Birth Date: | 28 August 1762 |
Birth Place: | Caen, France |
Death Place: | Caen, France |
Occupation: | Physician and professor |
Jean-François Ameline (Caen, 28 August 1762 - Caen, 3 December 1835)[1] was a French physician and professor at the medical faculty of Caen, and is considered one of the first users of papier-mâché for anatomical models. Until then, beeswax had been used to make anatomical models.
Around 1810, Ameline started making models that were much more robust than the wax ones used at the time. He used papier-mâché to model body parts on a real human skeleton[2] and the body thus assembled could be taken apart as in a dissection, revealing, layer by layer, the deeper elements, the passage of a nerve or a blood vessel between the muscles, the proportions of the intestines in the thorax or the abdomen. The results were spectacular at first sight, but the representation of many of the elements proved inadequate.[3]
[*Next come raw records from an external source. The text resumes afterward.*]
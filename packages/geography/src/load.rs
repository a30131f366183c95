//! Region polygon loading.
//!
//! Two layouts are accepted:
//!
//! * A `GeoJSON` `FeatureCollection` whose features carry a `name` property
//!   and `Polygon` / `MultiPolygon` geometry. Features sharing a name are
//!   merged into one region, in first-seen order.
//! * The legacy `states.json` layout: an object mapping each region name
//!   to a list of shapes, where a shape is either a bare ring of
//!   `[lon, lat]` pairs or a single-ring wrapper around one. Regions keep
//!   the order they appear in the file.
//!
//! Both layouts store coordinates as `[lon, lat]`; they are flipped into
//! [`Position`]s here. Only exterior rings are kept.

use std::path::Path;

use geojson::GeoJson;
use serde::Deserialize;
use trends_geography_models::{Polygon, Position, Region};

use crate::GeoError;

/// Loads regions from a `GeoJSON` or legacy shape file.
///
/// # Errors
///
/// Returns [`GeoError`] if the file cannot be read or parsed, or if a ring
/// is not a valid polygon.
pub fn load_regions(path: &Path) -> Result<Vec<Region>, GeoError> {
    let contents = std::fs::read_to_string(path)?;
    let regions = parse_regions(&contents)?;
    log::info!("Loaded {} regions from {}", regions.len(), path.display());
    Ok(regions)
}

/// Parses region polygons, detecting the layout from the document shape.
///
/// # Errors
///
/// Returns [`GeoError`] if the document matches neither layout.
pub fn parse_regions(contents: &str) -> Result<Vec<Region>, GeoError> {
    let value: serde_json::Value = serde_json::from_str(contents)?;
    if value.get("type").is_some() {
        parse_geojson_regions(contents)
    } else {
        parse_legacy_regions(value)
    }
}

/// Parses a `GeoJSON` `FeatureCollection` into regions.
///
/// Features without a name or without polygonal geometry are skipped with
/// a warning.
///
/// # Errors
///
/// Returns [`GeoError`] if the document is not a `FeatureCollection` or a
/// geometry cannot be converted.
pub fn parse_geojson_regions(contents: &str) -> Result<Vec<Region>, GeoError> {
    let GeoJson::FeatureCollection(collection) = contents.parse::<GeoJson>()? else {
        return Err(GeoError::Conversion {
            message: "expected a GeoJSON FeatureCollection".to_string(),
        });
    };

    let mut regions: Vec<Region> = Vec::new();

    for (index, feature) in collection.features.into_iter().enumerate() {
        let Some(name) = feature
            .property("name")
            .and_then(serde_json::Value::as_str)
            .map(str::trim)
            .filter(|s| !s.is_empty())
            .map(ToString::to_string)
        else {
            log::warn!("Skipping feature {index}: missing name property");
            continue;
        };

        let Some(geometry) = feature.geometry else {
            log::warn!("Skipping feature {name}: no geometry");
            continue;
        };

        let polygons = match geo::Geometry::<f64>::try_from(geometry)? {
            geo::Geometry::Polygon(p) => vec![p],
            geo::Geometry::MultiPolygon(mp) => mp.0,
            _ => {
                log::warn!("Skipping feature {name}: geometry is not polygonal");
                continue;
            }
        };

        let rings = polygons
            .iter()
            .map(|polygon| {
                let positions = polygon
                    .exterior()
                    .coords()
                    .map(|c| Position::new(c.y, c.x))
                    .collect();
                Polygon::closing(positions).map_err(|source| GeoError::Polygon {
                    region: name.clone(),
                    source,
                })
            })
            .collect::<Result<Vec<_>, GeoError>>()?;

        match regions.iter_mut().find(|r| r.name == name) {
            Some(existing) => existing.polygons.extend(rings),
            None => regions.push(Region {
                name,
                polygons: rings,
            }),
        }
    }

    Ok(regions)
}

/// One entry of a legacy region's shape list.
#[derive(Deserialize)]
#[serde(untagged)]
enum LegacyShape {
    /// A bare ring of `[lon, lat]` pairs.
    Ring(Vec<[f64; 2]>),
    /// A ring wrapped in a single-element list.
    Wrapped(Vec<Vec<[f64; 2]>>),
}

/// Parses the legacy `{ "CA": [shape, ...], ... }` layout, keeping the
/// file's region order.
///
/// # Errors
///
/// Returns [`GeoError`] if the document is not in this layout, a wrapped
/// shape holds more than one ring, or a ring is not a valid polygon.
pub fn parse_legacy_regions(value: serde_json::Value) -> Result<Vec<Region>, GeoError> {
    let entries: serde_json::Map<String, serde_json::Value> = serde_json::from_value(value)?;

    entries
        .into_iter()
        .map(|(name, shapes)| {
            let shapes: Vec<LegacyShape> = serde_json::from_value(shapes)?;
            let polygons = shapes
                .into_iter()
                .map(|shape| {
                    let ring = match shape {
                        LegacyShape::Ring(ring) => ring,
                        LegacyShape::Wrapped(mut rings) => {
                            if rings.len() != 1 {
                                return Err(GeoError::Conversion {
                                    message: format!(
                                        "region {name} has a multi-ring shape ({} rings)",
                                        rings.len()
                                    ),
                                });
                            }
                            rings.remove(0)
                        }
                    };
                    let positions = ring
                        .into_iter()
                        .map(|[lon, lat]| Position::new(lat, lon))
                        .collect();
                    Polygon::closing(positions).map_err(|source| GeoError::Polygon {
                        region: name.clone(),
                        source,
                    })
                })
                .collect::<Result<Vec<_>, GeoError>>()?;
            Ok(Region { name, polygons })
        })
        .collect()
}

#[cfg(test)]
mod tests {
    use super::*;

    #[test]
    fn parses_geojson_feature_collection() {
        let doc = r#"{
            "type": "FeatureCollection",
            "features": [
                {
                    "type": "Feature",
                    "properties": { "name": "WY" },
                    "geometry": {
                        "type": "Polygon",
                        "coordinates": [[[-111.0, 41.0], [-104.0, 41.0], [-104.0, 45.0], [-111.0, 45.0], [-111.0, 41.0]]]
                    }
                },
                {
                    "type": "Feature",
                    "properties": { "name": "HI" },
                    "geometry": {
                        "type": "MultiPolygon",
                        "coordinates": [
                            [[[-156.0, 19.0], [-155.0, 19.0], [-155.0, 20.0], [-156.0, 19.0]]],
                            [[[-158.3, 21.2], [-157.6, 21.2], [-157.6, 21.7], [-158.3, 21.2]]]
                        ]
                    }
                }
            ]
        }"#;

        let regions = parse_regions(doc).unwrap();
        assert_eq!(regions.len(), 2);
        assert_eq!(regions[0].name, "WY");
        assert_eq!(regions[0].polygons.len(), 1);
        assert_eq!(regions[0].polygons[0].first(), Position::new(41.0, -111.0));
        assert_eq!(regions[1].name, "HI");
        assert_eq!(regions[1].polygons.len(), 2);
    }

    #[test]
    fn merges_features_with_same_name_and_skips_unnamed() {
        let doc = r#"{
            "type": "FeatureCollection",
            "features": [
                {
                    "type": "Feature",
                    "properties": { "name": "MI" },
                    "geometry": { "type": "Polygon", "coordinates": [[[0.0, 0.0], [1.0, 0.0], [1.0, 1.0], [0.0, 0.0]]] }
                },
                {
                    "type": "Feature",
                    "properties": {},
                    "geometry": { "type": "Polygon", "coordinates": [[[5.0, 5.0], [6.0, 5.0], [6.0, 6.0], [5.0, 5.0]]] }
                },
                {
                    "type": "Feature",
                    "properties": { "name": "MI" },
                    "geometry": { "type": "Polygon", "coordinates": [[[2.0, 2.0], [3.0, 2.0], [3.0, 3.0], [2.0, 2.0]]] }
                }
            ]
        }"#;

        let regions = parse_geojson_regions(doc).unwrap();
        assert_eq!(regions.len(), 1);
        assert_eq!(regions[0].polygons.len(), 2);
    }

    #[test]
    fn rejects_bare_geometry() {
        let doc = r#"{ "type": "Point", "coordinates": [1.0, 2.0] }"#;
        assert!(matches!(
            parse_regions(doc),
            Err(GeoError::Conversion { .. })
        ));
    }

    #[test]
    fn parses_legacy_layout() {
        let doc = r#"{
            "RI": [
                [[-71.5, 41.4], [-71.1, 41.4], [-71.1, 42.0], [-71.5, 41.4]],
                [[[-71.6, 41.1], [-71.5, 41.1], [-71.5, 41.2]]]
            ],
            "CT": [
                [[-73.7, 41.0], [-71.8, 41.3], [-71.8, 42.0], [-73.5, 42.0]]
            ]
        }"#;

        let regions = parse_regions(doc).unwrap();
        let names: Vec<&str> = regions.iter().map(|r| r.name.as_str()).collect();
        assert_eq!(names, ["RI", "CT"]);

        let ri = &regions[0];
        assert_eq!(ri.polygons.len(), 2);
        assert_eq!(ri.polygons[0].first(), Position::new(41.4, -71.5));
        // The open wrapped ring was closed.
        assert_eq!(ri.polygons[1].positions().len(), 4);
        assert_eq!(regions[1].polygons[0].positions().len(), 5);
    }

    #[test]
    fn legacy_layout_keeps_file_order() {
        let doc = r#"{
            "WY": [[[-111.0, 41.0], [-104.0, 41.0], [-104.0, 45.0], [-111.0, 41.0]]],
            "AK": [[[-150.0, 60.0], [-140.0, 60.0], [-140.0, 65.0], [-150.0, 60.0]]],
            "MT": [[[-116.0, 45.0], [-104.0, 45.0], [-104.0, 49.0], [-116.0, 45.0]]]
        }"#;
        let names: Vec<String> = parse_regions(doc)
            .unwrap()
            .into_iter()
            .map(|r| r.name)
            .collect();
        assert_eq!(names, ["WY", "AK", "MT"]);
    }

    #[test]
    fn legacy_multi_ring_shape_is_rejected() {
        let doc = r#"{
            "XX": [
                [
                    [[0.0, 0.0], [1.0, 0.0], [1.0, 1.0], [0.0, 0.0]],
                    [[0.2, 0.2], [0.4, 0.2], [0.4, 0.4], [0.2, 0.2]]
                ]
            ]
        }"#;
        assert!(matches!(
            parse_regions(doc),
            Err(GeoError::Conversion { .. })
        ));
    }

    #[test]
    fn legacy_empty_ring_is_rejected() {
        let doc = r#"{ "XX": [[]] }"#;
        assert!(matches!(
            parse_regions(doc),
            Err(GeoError::Polygon { .. })
        ));
    }
}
From 1816, he presented papers to the medical society of Caen before moving on to the Parisian learned circles, who from 1819 to 1821 all praised his work but found it rather expensive. A report by the Royal Advisory Council for Public Education in December 1821 described his invention as follows: ‘He uses cardboard to make a solid pulp, light and flexible, and in no way brittle, capable of taking on any shape one wants to give it, and retaining it unchanged without shrinking.’[4]
He waged a lifelong feud with his rival Louis Auzoux, who outdid him with a better idea in 1822, and published numerous articles accusing him of plagiarism. They each used a different technique to make their anatomical models: Ameline used modelling, Auzoux moulding. The latter method was more suitable for large scale production and volume work, making it cheaper. This controversy lasted until the death of both protagonists.